O anúncio do encerramento das linhas de produção na Ford não chegou a ser uma surpresa para quem trabalhava na fábrica de Taubaté, no interior de São Paulo. Trabalhadores sabiam que a fábrica enfrentava dificuldades, evidenciadas pelos sucessivos cortes e PDVs (planos de demissão voluntária).

Na sexta-feira (8), colegas comentavam da possibilidade de haver um lay-off (tipo de afastamento remunerado de até quatro meses), conta Cosmerita Santos Costa, 45. Aquele foi o último dia em que ela trabalhou na linha de transmissões da fábrica, que também produz motores.

“Quando um amigo me ligou, pensei que fosse o lay-off, mas era bem pior”, afirma. Ela diz ter pensado na filha quando que as operações seriam encerradas. “Tenho plano de saúde e escola particular. Acho que a escola vou ter que cortar”.

No setor em que trabalhava, medindo e testando câmbios, 2.000 peças chegaram a ser produzidas por dia. Nos últimos meses, não passavam de 700. Há pouco mais de dois anos, a fábrica da Ford em Taubaté tinha 1.300 funcionários. Hoje, os 830 restantes se preparam para a despedida.

“Para quem tinha o sonho de trabalhar aqui é complicado, né? Do dia para noite acaba tudo”, conta Jorcilene da Silva Moreira, 38.

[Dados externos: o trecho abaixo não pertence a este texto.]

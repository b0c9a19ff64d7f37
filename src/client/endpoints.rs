//! Typed wrappers over every clinic API route the dashboard calls.

use base64::Engine;
use base64::engine::general_purpose::STANDARD;
use reqwest::Method;
use serde_json::Value;
use std::path::Path;

use super::error::ClientError;
use super::http::ApiClient;
use crate::types::clinic::{
    AppointmentQuery, AppointmentStatusUpdate, AppointmentUpdate, AssistantReply,
    AssistantRequest, ClinicalNote, CroDashboard, DocumentUpload, LoginCredentials,
};

pub const UPLOADED_DOCUMENT_TYPE: &str = "Uploaded";
pub const DEFAULT_CONTENT_TYPE: &str = "application/octet-stream";

impl ApiClient {
    // Appointments

    pub async fn get_appointments(&self, query: &AppointmentQuery) -> Result<Value, ClientError> {
        let req = self
            .request(Method::GET, &["api", "appointments"])?
            .query(query);
        self.fetch_json(req).await
    }

    pub async fn get_appointment(&self, id: &str) -> Result<Value, ClientError> {
        self.get_json(&["api", "appointments", id]).await
    }

    pub async fn create_appointment(&self, data: &Value) -> Result<Value, ClientError> {
        self.send_json(Method::POST, &["api", "appointments"], data)
            .await
    }

    pub async fn update_appointment(
        &self,
        id: &str,
        data: &AppointmentUpdate,
    ) -> Result<Value, ClientError> {
        self.send_json(Method::PATCH, &["api", "appointments", id], data)
            .await
    }

    pub async fn update_appointment_status(
        &self,
        id: &str,
        data: &AppointmentStatusUpdate,
    ) -> Result<Value, ClientError> {
        self.send_json(Method::PATCH, &["api", "appointments", id, "status"], data)
            .await
    }

    // Leads

    pub async fn get_leads(&self) -> Result<Value, ClientError> {
        self.get_json(&["api", "leads"]).await
    }

    pub async fn get_lead(&self, id: &str) -> Result<Value, ClientError> {
        self.get_json(&["api", "leads", id]).await
    }

    pub async fn create_lead(&self, data: &Value) -> Result<Value, ClientError> {
        self.send_json(Method::POST, &["api", "leads"], data).await
    }

    pub async fn update_lead(&self, id: &str, data: &Value) -> Result<Value, ClientError> {
        self.send_json(Method::PATCH, &["api", "leads", id], data)
            .await
    }

    pub async fn re_engage_lead(&self, id: &str) -> Result<Value, ClientError> {
        self.post_empty(&["api", "leads", id, "re-engage"]).await
    }

    // Patients

    pub async fn get_patients(&self) -> Result<Value, ClientError> {
        self.get_json(&["api", "patients"]).await
    }

    pub async fn get_patient(&self, id: &str) -> Result<Value, ClientError> {
        self.get_json(&["api", "patients", id]).await
    }

    pub async fn get_patient_appointments(&self, id: &str) -> Result<Value, ClientError> {
        self.get_json(&["api", "patients", id, "appointments"])
            .await
    }

    pub async fn create_patient(&self, data: &Value) -> Result<Value, ClientError> {
        self.send_json(Method::POST, &["api", "patients"], data)
            .await
    }

    pub async fn update_patient(&self, id: &str, data: &Value) -> Result<Value, ClientError> {
        self.send_json(Method::PATCH, &["api", "patients", id], data)
            .await
    }

    /// Name or phone search; the backend matches both through `q`.
    pub async fn search_patients(&self, query: &str) -> Result<Value, ClientError> {
        let req = self
            .request(Method::GET, &["api", "patients"])?
            .query(&[("q", query)]);
        self.fetch_json(req).await
    }

    pub async fn get_patient_documents(&self, id: &str) -> Result<Value, ClientError> {
        self.get_json(&["api", "patients", id, "documents"]).await
    }

    /// Upload raw bytes as a patient document, base64-encoded inside JSON.
    pub async fn upload_patient_document(
        &self,
        id: &str,
        name: &str,
        content_type: Option<&str>,
        contents: &[u8],
    ) -> Result<Value, ClientError> {
        let payload = document_payload(name, content_type, contents);
        self.send_json(Method::POST, &["api", "patients", id, "documents"], &payload)
            .await
    }

    /// Read a file from disk and upload it under its file name.
    pub async fn upload_patient_document_file(
        &self,
        id: &str,
        path: &Path,
        content_type: Option<&str>,
    ) -> Result<Value, ClientError> {
        let contents = tokio::fs::read(path).await?;
        let name = path
            .file_name()
            .map(|n| n.to_string_lossy().into_owned())
            .unwrap_or_default();
        self.upload_patient_document(id, &name, content_type, &contents)
            .await
    }

    pub async fn save_clinical_note(&self, patient_id: &str, note: &str) -> Result<Value, ClientError> {
        let body = ClinicalNote {
            note: note.to_string(),
        };
        self.send_json(
            Method::POST,
            &["api", "patients", patient_id, "clinical-notes"],
            &body,
        )
        .await
    }

    pub async fn get_clinical_notes(&self, patient_id: &str) -> Result<Value, ClientError> {
        self.get_json(&["api", "patients", patient_id, "clinical-notes"])
            .await
    }

    // Dashboard

    pub async fn get_dashboard_summary(&self) -> Result<Value, ClientError> {
        self.get_json(&["api", "dashboard", "summary"]).await
    }

    pub async fn get_cro_dashboard(&self) -> Result<CroDashboard, ClientError> {
        self.get_json(&["api", "dashboard", "cro"]).await
    }

    // Auth

    pub async fn login(&self, credentials: &LoginCredentials) -> Result<Value, ClientError> {
        self.send_json(Method::POST, &["api", "auth", "login"], credentials)
            .await
    }

    pub async fn logout(&self) -> Result<Value, ClientError> {
        self.post_empty(&["api", "auth", "logout"]).await
    }

    // Control tower

    pub async fn get_patient_flow_summary(&self) -> Result<Value, ClientError> {
        self.get_json(&["api", "control-tower", "patient-flow-summary"])
            .await
    }

    pub async fn get_waiting_alerts(&self) -> Result<Value, ClientError> {
        self.get_json(&["api", "control-tower", "waiting-alerts"])
            .await
    }

    pub async fn get_live_queue(&self) -> Result<Value, ClientError> {
        self.get_json(&["api", "control-tower", "live-queue"]).await
    }

    pub async fn get_doctor_utilization(&self) -> Result<Value, ClientError> {
        self.get_json(&["api", "control-tower", "doctor-utilization"])
            .await
    }

    pub async fn get_lead_snapshot(&self) -> Result<Value, ClientError> {
        self.get_json(&["api", "control-tower", "lead-summary"])
            .await
    }

    // Internal assistant

    pub async fn internal_assistant_chat(
        &self,
        payload: &AssistantRequest,
    ) -> Result<AssistantReply, ClientError> {
        self.send_json(
            Method::POST,
            &["api", "internal-assistant", "chat"],
            payload,
        )
        .await
    }
}

fn document_payload(name: &str, content_type: Option<&str>, contents: &[u8]) -> DocumentUpload {
    let content_type = content_type
        .filter(|ct| !ct.is_empty())
        .unwrap_or(DEFAULT_CONTENT_TYPE);
    DocumentUpload {
        name: name.to_string(),
        document_type: UPLOADED_DOCUMENT_TYPE.to_string(),
        content_type: content_type.to_string(),
        base64: STANDARD.encode(contents),
    }
}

Assim como Cosmerita e Jorcilene, a maioria dos metalúrgicos da Ford em Taubaté não estava na fábrica quando a direção comunicou a decisão de deixar de produzir veículos no Brasil. A segunda-feira era “LR”, sigla para licença-remunerada, depois prorrogada até quarta-feira (13).

O clima entre funcionários um dia após o anúncio era o de ter havido traição, principalmente porque um acordo assinado no ano passado previa estabilidade no emprego até 31 de dezembro deste ano.

Na crise, sindicato e empresa firmaram um acordo coletivo congelando promoções e PLRs (Participação nos Lucros e Resultados), e um PDV. “Abrimos mão de direitos para que essa fábrica continuasse aqui”, diz o dirigente sindical Sidivaldo Borges.

Não foram estipuladas indenizações para demissões realizadas antes disso.

“Fechamos que não haveria demissão”, diz o presidente do Sindicato dos Metalúrgicos de Taubaté, Claudio Batista, o Claudião.

Líder de processo na linha de motores, Mario Rodolfo Santana já ia para 11 anos de Ford. “A gente não esperava que fosse feito assim. É uma trairagem sem tamanho”, diz. Para ele, o fechamento da fábrica marca o fim de uma era de bons empregos e bons salários.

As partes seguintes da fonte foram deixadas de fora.